Mary Margaret O'Hara cabotine

Au Cabaret du Mile-End, j'ai passé ensuite une heure plutôt moyenne avec la mythique Torontoise Mary Margaret O'Hara. Trop de jasette, trop de pauses, trop de cabotinage dans un festival exigeant la concision étant donné la vitesse obligée des interventions.

Oui, elle chante toujours singulièrement. Oui, elle peut improviser singulièrement. Oui, elle peut passer singulièrment du country au jazz à des formes avancées de pop indé. Oui, elle sait mettre sa psyché très particulière au profit de son art. Oui, elle peut compter sur d'excellents musiciens. J'en voulais plus, voilà tout.

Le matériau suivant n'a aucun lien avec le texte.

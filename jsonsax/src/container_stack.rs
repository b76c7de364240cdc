// SPDX-License-Identifier: Apache-2.0

/// Kind of container currently open.
#[derive(Debug, Clone, Copy, PartialEq, Eq, Hash, Default)]
pub enum Container {
    /// Not inside any container (top level).
    #[default]
    None,
    Array,
    Object,
}

/// Returned by [`ContainerStack::pop`] when nothing is open.
#[derive(Debug, Clone, Copy, PartialEq, Eq)]
pub struct StackUnderflow;

impl core::fmt::Display for StackUnderflow {
    fn fmt(&self, f: &mut core::fmt::Formatter<'_>) -> core::fmt::Result {
        f.write_str("container stack underflow")
    }
}

impl std::error::Error for StackUnderflow {}

/// Stack of open containers.
///
/// Nesting is tracked here rather than on the call stack, so depth is only
/// limited by memory.
#[derive(Debug, Clone, Default)]
pub struct ContainerStack {
    kinds: Vec<Container>,
}

impl ContainerStack {
    pub fn new() -> Self {
        Self::default()
    }

    pub fn push(&mut self, kind: Container) {
        self.kinds.push(kind);
    }

    pub fn pop(&mut self) -> Result<Container, StackUnderflow> {
        self.kinds.pop().ok_or(StackUnderflow)
    }

    /// Innermost open container, [`Container::None`] at top level.
    pub fn top(&self) -> Container {
        self.kinds.last().copied().unwrap_or_default()
    }

    pub fn depth(&self) -> usize {
        self.kinds.len()
    }

    pub fn is_empty(&self) -> bool {
        self.kinds.is_empty()
    }

    pub fn clear(&mut self) {
        self.kinds.clear();
    }

    pub fn is_array(&self) -> bool {
        self.top() == Container::Array
    }

    pub fn is_object(&self) -> bool {
        self.top() == Container::Object
    }
}

#[cfg(test)]
mod tests {
    use super::*;

    #[test]
    fn test_push_pop_top() {
        let mut stack = ContainerStack::new();
        assert_eq!(stack.top(), Container::None);
        stack.push(Container::Object);
        stack.push(Container::Array);
        assert_eq!(stack.depth(), 2);
        assert!(stack.is_array());
        assert_eq!(stack.pop(), Ok(Container::Array));
        assert!(stack.is_object());
        assert_eq!(stack.pop(), Ok(Container::Object));
        assert!(stack.is_empty());
    }

    #[test]
    fn test_underflow_is_an_error() {
        let mut stack = ContainerStack::new();
        assert_eq!(stack.pop(), Err(StackUnderflow));
        assert_eq!(stack.depth(), 0);
    }

    #[test]
    fn test_deep_nesting() {
        let mut stack = ContainerStack::new();
        for i in 0..100_000 {
            stack.push(if i % 3 == 0 {
                Container::Object
            } else {
                Container::Array
            });
        }
        assert_eq!(stack.depth(), 100_000);
        for i in (0..100_000).rev() {
            let expected = if i % 3 == 0 {
                Container::Object
            } else {
                Container::Array
            };
            assert_eq!(stack.pop(), Ok(expected));
        }
        assert_eq!(stack.top(), Container::None);
    }
}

Photo: Bernard Brault, La Presse

Mary Margaret O'Hara

Budos Band, chaud chaud mais... redondant

Au Lambi pour coiffer le tout, une heure de sueur passée avec le Budos Band from New York. À la différence de tous ces Antibalas, ces bands obnubilés par l'afrobeat nigerian depuis la fin des années 90, ces musiciens blancs ajoutent quelques éléments de groove éthiopien (Mahmoud Ahmed, etc.) et un esprit funk rock assez rugueux pour faire les plus chaudes soirées.

En trois albums (étiquette Daptone), ces musiciens compétents (sans être virtuoses) exploitent des filons intéressants quoiqu'un peu redondants en ce qui me concerne.

Naomi Shelton: sainte nuit à la Sala!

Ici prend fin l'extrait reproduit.